Darren Topp, BHS’s last chief executive, told the committee of his discovery that £1.5m had been transferred by Dominic Chappell, who bought BHS from Mr Green for the princely sum of £1 a year before it went bust, to BHS Sweden, an offshore company, which was not owned by the UK chain. “Before we call the police, let me ring Dominic,” Mr Topp recalled saying to an aide. When he did so, he said, his boss threatened to “come down and kill” him, a threat he took seriously because Mr Chappell claimed to be a former member of Britain’s special forces. Mr Topp also thought Mr Chappell, a former racing ­driver and three-times bankrupt, owned a gun. The BHS owner contests the account.

If Mr Green does turn up tomorrow – and it would be even more damaging for his already battered reputation if he refused – MPs will want to know why he had such confidence in the consortium led by Mr Chappell, who admitted to MPs that he had “not one stitch of retail experience”.

Mr Green’s purchase of BHS for £200m in 2002 transformed him from a minor league retailer into a billionaire tycoon. It was the springboard for the creation of his Arcadia empire with its flagship Top Shop chain, and allowed him to strut the stage with beautiful models on board one of his three yachts in the south of France.

Poor BHS, stripped of £400m in cash dividends, suffered a drought of investment, its sales fell by a quarter, resulting in persistent losses. Yet Mr Green has insisted that when he handed over the business to Mr Chappell it was “in a sound financial position with significant banking facilities in place”. The new owners, he asserted, “have a platform to grow the business and return it to profitability”. Within a year, the company ran out of cash and closed its doors.

Those not directly involved think the whole affair is a great hoot, relishing every new revelation in an increasingly bizarre affair. If the truth be known, they are also relishing in Mr Green’s discomfort and the embarrassment of his City advisers, notably Goldman Sachs, who everyone loves to hate. But apart from the plight of staff and pensioners, there is a more serious aspect to the saga.

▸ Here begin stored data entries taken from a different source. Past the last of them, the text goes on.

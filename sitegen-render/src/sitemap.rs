//! sitemap.xml and robots.txt generation.

/// Absolute URL for a site-relative path.
///
/// Repeated slashes in the path part collapse to one; a scheme's `//`
/// is kept.
pub fn page_url(base_url: &str, path: &str) -> String {
    let joined = format!(
        "{}/{}",
        base_url.trim_end_matches('/'),
        path.trim_start_matches('/')
    );

    let (scheme, rest) = match joined.find("://") {
        Some(idx) => joined.split_at(idx + 3),
        None => ("", joined.as_str()),
    };

    let mut collapsed = String::with_capacity(joined.len());
    collapsed.push_str(scheme);
    let mut prev_slash = false;
    for c in rest.chars() {
        if c == '/' && prev_slash {
            continue;
        }
        prev_slash = c == '/';
        collapsed.push(c);
    }

    collapsed
}

/// Sitemap protocol document listing `urls` in the given order
pub fn render_sitemap(urls: &[String]) -> String {
    let mut xml = String::from("<?xml version=\"1.0\" encoding=\"UTF-8\"?>\n");
    xml.push_str("<urlset xmlns=\"http://www.sitemaps.org/schemas/sitemap/0.9\">\n");

    for url in urls {
        xml.push_str(&format!("  <url><loc>{}</loc></url>\n", escape_xml(url)));
    }

    xml.push_str("</urlset>\n");
    xml
}

pub fn render_robots(base_url: &str) -> String {
    format!(
        "User-agent: *\nAllow: /\nSitemap: {}\n",
        page_url(base_url, "sitemap.xml")
    )
}

fn escape_xml(text: &str) -> String {
    text.replace('&', "&amp;")
        .replace('<', "&lt;")
        .replace('>', "&gt;")
        .replace('"', "&quot;")
        .replace('\'', "&apos;")
}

The past week has been as much about 21st century capitalism in Britain as it has been about BHS. Mr Green, with his portly, cigar-chomping appearance, his yachts and his glamorous lifestyle, is the epitome of the fat cat capitalist the cartoonists love to depict, exploiting the poor workers, many of whom are on the minimum wage or below.

He was not alone last week in presenting modern capitalism in a poor light. Mike Ashley, founder and controlling shareholder of the sportswear retailer Sports Direct, also appeared before MPs to answer charges of the Dickensian conditions he enforced at his multibillion retail chain. MPs cited evidence alleging that employees queued to be searched as they left, had their pay docked if they took too long in the restroom and that one woman had given birth there.

He didn’t deny the allegations, admitting mournfully that the business had got too big for him to manage. He compared his job to driving an oil tanker or running an airport terminal, causing one commentator to remark sourly: “It’s a good job he controls neither”.

The one thing one can say about the Green and Ashley affair is that they have distracted attention, however briefly, from the interminable Brexit debate. But the referendum is now only a week away, so even Mr Green’s evidence, whatever new revelations it brings, will be buried in the onslaught. What a pity.